On parle à juste raison du ‘brouillard de la guerre’ (‘fog of the war’) ; mais c’est du passé, me semble-t-il. Voici l’événement qui compte désormais, la météorologie des événements et de leurs mythes, je veux parler du ‘brouillard de la crise’ (‘fog of the crisis’), ou plus prestement dit, – ‘brouillard crisique’ s’accumulant au gré des tempêtes et des ouragans, des tourbillons crisiques et des ouragans crisiques. Nous vivons dans une période de nouvelles formes et circonstances, où la matière première de l’Histoire, c’est-à-dire de la métahistoire se faisant directement, cette matière première et presque unique est la crise elle-même, comme une sorte de narrative-crisique. Le récit de notre monde est devenu celui d’une crise indomptable, insoluble, qui ne se résoudra jamais que selon ses propres termes et selon un sens qui nous est inconnu, sinon inimaginable.

En un sens, qui est celui de ce court message avec ce qu’il contient d’énigmatique y compris pour l’auteur, c’est comme si la crise USA-2020 de l’élection  présidentielle de l’année-folle en cours redémarrait, redynamisée. On ne repart pas à zéro, non, on stocke tout le précieux désordre qui s’est déjà signalé et affirmé, mais l’on passe un palier au-dessus et effectivement l’on redémarre.

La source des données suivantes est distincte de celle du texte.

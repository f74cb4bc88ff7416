//! Byte order handling for TIFF files
//!
//! This module implements the Strategy pattern for handling different
//! byte orders (little-endian vs big-endian) when reading and writing
//! TIFF data.

use byteorder::{BigEndian, LittleEndian, ReadBytesExt, WriteBytesExt};
use byteorder::ByteOrder as Endian;
use std::io::{Result, Write};

use crate::io::seekable::SeekableReader;
use crate::tiff::constants::header;
use crate::tiff::errors::{TiffError, TiffResult};

/// Represents the byte order of a TIFF file
#[derive(Debug, Clone, Copy, PartialEq, Eq)]
pub enum ByteOrder {
    /// Little-endian byte order (II)
    LittleEndian,
    /// Big-endian byte order (MM)
    BigEndian,
}

impl ByteOrder {
    /// Detects the byte order from the TIFF header
    pub fn detect(reader: &mut dyn SeekableReader) -> TiffResult<Self> {
        let byte_order = reader.read_u16::<LittleEndian>()?;
        match byte_order {
            0x4949 => Ok(ByteOrder::LittleEndian), // "II" (Intel)
            0x4D4D => Ok(ByteOrder::BigEndian),    // "MM" (Motorola)
            _ => Err(TiffError::InvalidByteOrder(byte_order)),
        }
    }

    /// Returns a string representation of this byte order
    pub fn name(&self) -> &'static str {
        match self {
            ByteOrder::LittleEndian => "Little Endian (II)",
            ByteOrder::BigEndian => "Big Endian (MM)",
        }
    }

    /// The two marker bytes that open a TIFF header in this byte order
    pub fn marker(&self) -> [u8; 2] {
        match self {
            ByteOrder::LittleEndian => header::LITTLE_ENDIAN_MARKER,
            ByteOrder::BigEndian => header::BIG_ENDIAN_MARKER,
        }
    }

    /// Creates the appropriate handler for this byte order
    pub fn create_handler(&self) -> Box<dyn ByteOrderHandler> {
        match self {
            ByteOrder::LittleEndian => Box::new(LittleEndianHandler),
            ByteOrder::BigEndian => Box::new(BigEndianHandler),
        }
    }

    /// Decodes a u16 from the first two bytes of `bytes`
    pub fn decode_u16(&self, bytes: &[u8]) -> u16 {
        match self {
            ByteOrder::LittleEndian => LittleEndian::read_u16(bytes),
            ByteOrder::BigEndian => BigEndian::read_u16(bytes),
        }
    }

    /// Decodes a u32 from the first four bytes of `bytes`
    pub fn decode_u32(&self, bytes: &[u8]) -> u32 {
        match self {
            ByteOrder::LittleEndian => LittleEndian::read_u32(bytes),
            ByteOrder::BigEndian => BigEndian::read_u32(bytes),
        }
    }

    /// Decodes a u64 from the first eight bytes of `bytes`
    pub fn decode_u64(&self, bytes: &[u8]) -> u64 {
        match self {
            ByteOrder::LittleEndian => LittleEndian::read_u64(bytes),
            ByteOrder::BigEndian => BigEndian::read_u64(bytes),
        }
    }

    pub fn encode_u16(&self, value: u16) -> [u8; 2] {
        let mut buf = [0u8; 2];
        match self {
            ByteOrder::LittleEndian => LittleEndian::write_u16(&mut buf, value),
            ByteOrder::BigEndian => BigEndian::write_u16(&mut buf, value),
        }
        buf
    }

    pub fn encode_u32(&self, value: u32) -> [u8; 4] {
        let mut buf = [0u8; 4];
        match self {
            ByteOrder::LittleEndian => LittleEndian::write_u32(&mut buf, value),
            ByteOrder::BigEndian => BigEndian::write_u32(&mut buf, value),
        }
        buf
    }

    pub fn encode_u64(&self, value: u64) -> [u8; 8] {
        let mut buf = [0u8; 8];
        match self {
            ByteOrder::LittleEndian => LittleEndian::write_u64(&mut buf, value),
            ByteOrder::BigEndian => BigEndian::write_u64(&mut buf, value),
        }
        buf
    }

    /// Rewrites `bytes`, a packed array of `width`-byte elements stored in
    /// this byte order, into the `target` byte order in place.
    ///
    /// Single-byte elements and matching byte orders are left untouched.
    pub fn convert_elements(&self, target: ByteOrder, bytes: &mut [u8], width: usize) {
        if *self == target || width < 2 {
            return;
        }

        for element in bytes.chunks_exact_mut(width) {
            element.reverse();
        }
    }
}

/// Trait for byte order handling strategies
pub trait ByteOrderHandler: Send + Sync {
    /// The byte order this handler reads and writes
    fn byte_order(&self) -> ByteOrder;

    /// Read a u16 value
    fn read_u16(&self, reader: &mut dyn SeekableReader) -> Result<u16>;

    /// Read a u32 value
    fn read_u32(&self, reader: &mut dyn SeekableReader) -> Result<u32>;

    /// Read a u64 value
    fn read_u64(&self, reader: &mut dyn SeekableReader) -> Result<u64>;

    /// Write a u16 value
    fn write_u16(&self, writer: &mut dyn Write, value: u16) -> Result<()>;

    /// Write a u32 value
    fn write_u32(&self, writer: &mut dyn Write, value: u32) -> Result<()>;

    /// Write a u64 value
    fn write_u64(&self, writer: &mut dyn Write, value: u64) -> Result<()>;
}

/// Little-endian byte order handler
pub struct LittleEndianHandler;

impl ByteOrderHandler for LittleEndianHandler {
    fn byte_order(&self) -> ByteOrder {
        ByteOrder::LittleEndian
    }

    fn read_u16(&self, reader: &mut dyn SeekableReader) -> Result<u16> {
        reader.read_u16::<LittleEndian>()
    }

    fn read_u32(&self, reader: &mut dyn SeekableReader) -> Result<u32> {
        reader.read_u32::<LittleEndian>()
    }

    fn read_u64(&self, reader: &mut dyn SeekableReader) -> Result<u64> {
        reader.read_u64::<LittleEndian>()
    }

    fn write_u16(&self, writer: &mut dyn Write, value: u16) -> Result<()> {
        writer.write_u16::<LittleEndian>(value)
    }

    fn write_u32(&self, writer: &mut dyn Write, value: u32) -> Result<()> {
        writer.write_u32::<LittleEndian>(value)
    }

    fn write_u64(&self, writer: &mut dyn Write, value: u64) -> Result<()> {
        writer.write_u64::<LittleEndian>(value)
    }
}

/// Big-endian byte order handler
pub struct BigEndianHandler;

impl ByteOrderHandler for BigEndianHandler {
    fn byte_order(&self) -> ByteOrder {
        ByteOrder::BigEndian
    }

    fn read_u16(&self, reader: &mut dyn SeekableReader) -> Result<u16> {
        reader.read_u16::<BigEndian>()
    }

    fn read_u32(&self, reader: &mut dyn SeekableReader) -> Result<u32> {
        reader.read_u32::<BigEndian>()
    }

    fn read_u64(&self, reader: &mut dyn SeekableReader) -> Result<u64> {
        reader.read_u64::<BigEndian>()
    }

    fn write_u16(&self, writer: &mut dyn Write, value: u16) -> Result<()> {
        writer.write_u16::<BigEndian>(value)
    }

    fn write_u32(&self, writer: &mut dyn Write, value: u32) -> Result<()> {
        writer.write_u32::<BigEndian>(value)
    }

    fn write_u64(&self, writer: &mut dyn Write, value: u64) -> Result<()> {
        writer.write_u64::<BigEndian>(value)
    }
}
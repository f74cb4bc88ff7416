//! TIFF writing utilities
//!
//! Helper functions for writing TIFF files to disk, handling alignment
//! and entry ordering.

use crate::tiff::errors::TiffResult;
use crate::tiff::frame::FrameEntry;
use std::collections::HashSet;
use std::io::Write;

/// Align an offset to a 4-byte boundary
///
/// TIFF requires IFDs to start on a word boundary; data blocks are aligned
/// the same way to keep every offset even.
pub fn align_to_4_bytes(offset: u64) -> u64 {
    let remainder = offset % 4;
    if remainder == 0 {
        offset
    } else {
        offset + (4 - remainder)
    }
}

/// Write zero bytes to move `offset` up to the next 4-byte boundary
///
/// # Returns
/// The aligned offset
pub fn write_padding(writer: &mut impl Write, offset: u64) -> TiffResult<u64> {
    let aligned = align_to_4_bytes(offset);
    let padding = (aligned - offset) as usize;
    if padding > 0 {
        writer.write_all(&[0u8; 4][..padding])?;
    }
    Ok(aligned)
}

/// Get a list of entries sorted by tag number with duplicates removed
///
/// TIFF requires tags in ascending order with each tag appearing only once.
/// If multiple entries have the same tag ID, only the last occurrence is kept.
pub fn get_unique_sorted_entries(entries: Vec<FrameEntry>) -> Vec<FrameEntry> {
    let mut unique_entries = Vec::with_capacity(entries.len());
    let mut seen_tags = HashSet::new();

    for entry in entries.into_iter().rev() {
        if seen_tags.insert(entry.tag) {
            unique_entries.push(entry);
        }
    }

    unique_entries.sort_by_key(|entry| entry.tag);
    unique_entries
}
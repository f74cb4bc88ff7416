mod byte_order_tests;
mod reader_tests;
mod frame_tests;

Certains y verront la promesse d’une résurrection en craignant d’ici là que Thanatos vienne réclamer son dû, qui serait chose indue ; d’autres jureront qu’il y a une curieuse occurrence, presque une justice, à voir une personne victime des mesures qu’elle a elle-même promulguées contre toute sagesse, et qu’il ne nous gênerait pas qu’elle en mourût ; d’autres encore, enfin, affirmeront qu’ils distinguent toutes les certitudes d’une machination, d’un côté ou de l’autre, pour tenter de s’approprier un processus qui revient de droit au peuple et à son icône démocratique. Chacun voit midi à sa botte, ce qui permet de s’y croire encore, comme ‘maître des horloges’ et manipulateur du temps et de l’espace.

Ce qui veut dire, me semble-t-il, cette évidence que rien n’est joué et que tout s’est passé comme si le croupier avait redistribué un nouveau jeu. Mais quelle impudence enfin ! Comparer Dieu à un croupier, est-ce bien raisonnable ? Pourquoi pas s’il ne s’agit que d’un déguisement et d’une disposition tactique... Avec cette sorte de cocos comme ceux que l’on voit s’agiter aujourd’hui, toutes les mesures de prudence sont bienvenues, et dissimuler Dieu derrière l’apparence d’un croupier est une idée pleine de sagesse.

D’ailleurs, l’Amérique, et le monde [le bloc-BAO] avec elle, tout cela n’est-il pas un immense casino où le diable joue un jeu d’enfer ? Dans ce cas, l’on comprend que Dieu y intervienne comme il fait.